Stored data entries

▬▬▬▬▬▬▬▬▬▬

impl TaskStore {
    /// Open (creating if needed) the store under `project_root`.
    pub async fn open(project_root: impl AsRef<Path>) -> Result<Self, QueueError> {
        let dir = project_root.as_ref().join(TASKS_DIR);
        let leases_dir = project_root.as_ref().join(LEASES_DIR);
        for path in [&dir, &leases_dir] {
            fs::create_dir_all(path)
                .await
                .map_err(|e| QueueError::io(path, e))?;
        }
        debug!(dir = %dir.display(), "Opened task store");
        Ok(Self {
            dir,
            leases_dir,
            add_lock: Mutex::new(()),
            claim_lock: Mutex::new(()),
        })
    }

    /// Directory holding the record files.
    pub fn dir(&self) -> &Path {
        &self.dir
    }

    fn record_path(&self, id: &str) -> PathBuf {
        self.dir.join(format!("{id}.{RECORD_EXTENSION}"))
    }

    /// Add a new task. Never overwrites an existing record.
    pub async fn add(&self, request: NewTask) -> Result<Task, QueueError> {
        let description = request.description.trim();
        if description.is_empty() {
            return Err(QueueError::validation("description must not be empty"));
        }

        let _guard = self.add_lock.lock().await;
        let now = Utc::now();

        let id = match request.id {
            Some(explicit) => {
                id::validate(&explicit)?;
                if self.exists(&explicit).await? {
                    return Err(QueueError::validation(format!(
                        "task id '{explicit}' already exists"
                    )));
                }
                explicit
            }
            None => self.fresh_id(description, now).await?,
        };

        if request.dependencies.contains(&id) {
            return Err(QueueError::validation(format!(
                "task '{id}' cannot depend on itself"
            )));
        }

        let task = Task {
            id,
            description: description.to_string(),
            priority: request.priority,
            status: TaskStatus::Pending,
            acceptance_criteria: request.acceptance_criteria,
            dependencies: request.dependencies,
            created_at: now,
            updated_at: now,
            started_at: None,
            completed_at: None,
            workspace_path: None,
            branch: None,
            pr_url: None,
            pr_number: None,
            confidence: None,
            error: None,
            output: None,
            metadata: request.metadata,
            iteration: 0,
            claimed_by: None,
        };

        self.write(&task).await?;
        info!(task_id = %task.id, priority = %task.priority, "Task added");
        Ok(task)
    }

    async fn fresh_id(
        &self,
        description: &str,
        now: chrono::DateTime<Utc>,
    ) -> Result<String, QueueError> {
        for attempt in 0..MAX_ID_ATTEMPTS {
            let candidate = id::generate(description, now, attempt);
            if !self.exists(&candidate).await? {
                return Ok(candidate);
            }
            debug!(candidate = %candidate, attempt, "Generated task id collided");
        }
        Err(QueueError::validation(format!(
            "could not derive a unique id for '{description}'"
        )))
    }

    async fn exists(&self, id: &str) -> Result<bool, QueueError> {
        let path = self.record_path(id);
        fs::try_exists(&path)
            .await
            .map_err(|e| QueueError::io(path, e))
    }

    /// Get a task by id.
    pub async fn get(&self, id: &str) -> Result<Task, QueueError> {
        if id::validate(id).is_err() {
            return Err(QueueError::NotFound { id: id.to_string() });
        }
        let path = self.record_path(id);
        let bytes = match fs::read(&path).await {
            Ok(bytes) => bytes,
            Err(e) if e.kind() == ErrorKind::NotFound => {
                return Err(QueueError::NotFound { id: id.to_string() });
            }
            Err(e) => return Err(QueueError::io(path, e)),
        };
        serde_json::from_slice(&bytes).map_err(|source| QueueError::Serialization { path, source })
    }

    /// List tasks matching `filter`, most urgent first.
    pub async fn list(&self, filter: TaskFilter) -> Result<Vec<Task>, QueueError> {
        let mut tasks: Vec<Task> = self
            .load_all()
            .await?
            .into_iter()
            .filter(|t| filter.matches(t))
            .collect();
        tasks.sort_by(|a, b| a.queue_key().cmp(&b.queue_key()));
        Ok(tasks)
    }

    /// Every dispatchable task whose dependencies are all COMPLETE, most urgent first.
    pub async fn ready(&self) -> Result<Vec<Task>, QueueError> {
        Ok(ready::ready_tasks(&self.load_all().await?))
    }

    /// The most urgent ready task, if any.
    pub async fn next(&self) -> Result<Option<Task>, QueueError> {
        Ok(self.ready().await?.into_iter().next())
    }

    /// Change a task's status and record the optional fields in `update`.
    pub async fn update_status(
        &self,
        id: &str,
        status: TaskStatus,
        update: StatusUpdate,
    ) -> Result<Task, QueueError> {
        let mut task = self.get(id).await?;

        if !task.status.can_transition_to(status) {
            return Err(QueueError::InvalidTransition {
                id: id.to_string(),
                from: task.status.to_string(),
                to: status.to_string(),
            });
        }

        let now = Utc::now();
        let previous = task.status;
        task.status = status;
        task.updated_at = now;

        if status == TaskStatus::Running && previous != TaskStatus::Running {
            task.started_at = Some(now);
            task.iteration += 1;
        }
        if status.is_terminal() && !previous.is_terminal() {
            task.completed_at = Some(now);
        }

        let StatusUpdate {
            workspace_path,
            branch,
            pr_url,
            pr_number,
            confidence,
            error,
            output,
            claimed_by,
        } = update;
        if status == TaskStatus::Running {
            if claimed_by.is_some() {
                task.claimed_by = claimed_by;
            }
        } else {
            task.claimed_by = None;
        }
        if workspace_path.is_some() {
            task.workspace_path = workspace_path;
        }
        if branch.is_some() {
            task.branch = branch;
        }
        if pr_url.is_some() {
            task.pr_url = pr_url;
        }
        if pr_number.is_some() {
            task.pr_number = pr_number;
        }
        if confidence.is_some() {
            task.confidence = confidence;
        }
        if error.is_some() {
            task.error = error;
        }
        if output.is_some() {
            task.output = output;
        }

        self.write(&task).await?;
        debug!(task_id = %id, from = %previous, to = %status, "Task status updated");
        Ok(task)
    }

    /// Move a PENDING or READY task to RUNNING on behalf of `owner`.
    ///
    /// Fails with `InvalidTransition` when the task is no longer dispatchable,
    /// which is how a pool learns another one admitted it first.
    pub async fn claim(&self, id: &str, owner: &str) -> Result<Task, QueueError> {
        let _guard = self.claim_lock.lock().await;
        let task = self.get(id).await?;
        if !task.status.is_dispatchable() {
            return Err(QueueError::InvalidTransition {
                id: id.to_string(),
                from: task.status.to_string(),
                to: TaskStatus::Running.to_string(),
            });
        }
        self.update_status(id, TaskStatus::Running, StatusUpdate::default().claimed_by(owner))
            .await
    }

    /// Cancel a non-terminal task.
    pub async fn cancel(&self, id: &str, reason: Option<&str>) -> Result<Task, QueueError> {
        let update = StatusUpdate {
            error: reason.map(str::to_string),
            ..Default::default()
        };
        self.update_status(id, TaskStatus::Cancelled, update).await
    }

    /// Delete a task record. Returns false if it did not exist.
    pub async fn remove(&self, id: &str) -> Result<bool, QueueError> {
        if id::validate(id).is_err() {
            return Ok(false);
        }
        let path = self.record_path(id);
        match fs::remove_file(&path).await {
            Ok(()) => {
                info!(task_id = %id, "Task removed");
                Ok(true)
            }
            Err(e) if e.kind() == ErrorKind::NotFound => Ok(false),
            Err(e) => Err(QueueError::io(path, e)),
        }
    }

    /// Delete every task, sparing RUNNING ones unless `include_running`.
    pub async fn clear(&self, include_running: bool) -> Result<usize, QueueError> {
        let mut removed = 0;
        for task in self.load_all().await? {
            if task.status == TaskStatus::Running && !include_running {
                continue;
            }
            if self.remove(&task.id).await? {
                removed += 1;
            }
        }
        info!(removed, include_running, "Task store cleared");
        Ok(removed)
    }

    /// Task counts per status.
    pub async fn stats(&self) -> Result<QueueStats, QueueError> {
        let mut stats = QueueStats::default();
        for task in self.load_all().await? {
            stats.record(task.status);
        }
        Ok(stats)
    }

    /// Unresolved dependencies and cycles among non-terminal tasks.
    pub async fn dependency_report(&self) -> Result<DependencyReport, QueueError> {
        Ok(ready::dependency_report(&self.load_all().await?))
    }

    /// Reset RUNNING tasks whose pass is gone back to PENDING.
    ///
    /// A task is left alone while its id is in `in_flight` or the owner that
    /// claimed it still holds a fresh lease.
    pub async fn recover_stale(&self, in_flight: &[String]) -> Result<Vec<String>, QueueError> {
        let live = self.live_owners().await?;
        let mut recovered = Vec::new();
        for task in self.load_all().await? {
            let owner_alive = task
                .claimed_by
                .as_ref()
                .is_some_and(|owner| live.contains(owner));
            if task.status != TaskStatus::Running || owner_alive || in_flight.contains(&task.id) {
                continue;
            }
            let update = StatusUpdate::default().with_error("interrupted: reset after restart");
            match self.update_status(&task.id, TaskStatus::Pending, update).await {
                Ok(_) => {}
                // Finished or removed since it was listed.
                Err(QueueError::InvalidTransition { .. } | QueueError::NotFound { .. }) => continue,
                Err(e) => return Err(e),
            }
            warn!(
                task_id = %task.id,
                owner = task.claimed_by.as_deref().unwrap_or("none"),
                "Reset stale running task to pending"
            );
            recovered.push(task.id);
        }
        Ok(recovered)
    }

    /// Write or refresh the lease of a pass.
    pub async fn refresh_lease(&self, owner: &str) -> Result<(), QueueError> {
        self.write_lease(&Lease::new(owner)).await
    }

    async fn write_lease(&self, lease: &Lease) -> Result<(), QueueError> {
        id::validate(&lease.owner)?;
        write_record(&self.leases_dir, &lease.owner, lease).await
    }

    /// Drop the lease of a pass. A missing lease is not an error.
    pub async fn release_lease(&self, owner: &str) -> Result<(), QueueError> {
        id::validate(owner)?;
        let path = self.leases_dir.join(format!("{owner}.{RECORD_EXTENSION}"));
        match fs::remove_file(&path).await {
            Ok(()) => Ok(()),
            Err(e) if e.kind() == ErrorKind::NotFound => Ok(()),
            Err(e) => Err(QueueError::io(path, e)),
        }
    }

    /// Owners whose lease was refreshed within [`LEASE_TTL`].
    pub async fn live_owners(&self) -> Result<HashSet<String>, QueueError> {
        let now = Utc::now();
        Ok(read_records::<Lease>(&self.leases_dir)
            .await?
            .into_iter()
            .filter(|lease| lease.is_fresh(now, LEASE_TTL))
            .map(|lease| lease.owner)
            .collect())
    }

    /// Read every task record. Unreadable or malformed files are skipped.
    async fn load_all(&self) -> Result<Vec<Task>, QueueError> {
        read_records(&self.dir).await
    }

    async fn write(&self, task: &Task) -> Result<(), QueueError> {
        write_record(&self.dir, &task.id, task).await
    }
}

▬▬▬▬▬▬▬▬▬▬

Each line in the records that carries "info" must be copied out.

[Task response]:
        info!(task_id = %task.id, priority = %task.priority, "Task added");
                info!(task_id = %id, "Task removed");
        info!(removed, include_running, "Task store cleared");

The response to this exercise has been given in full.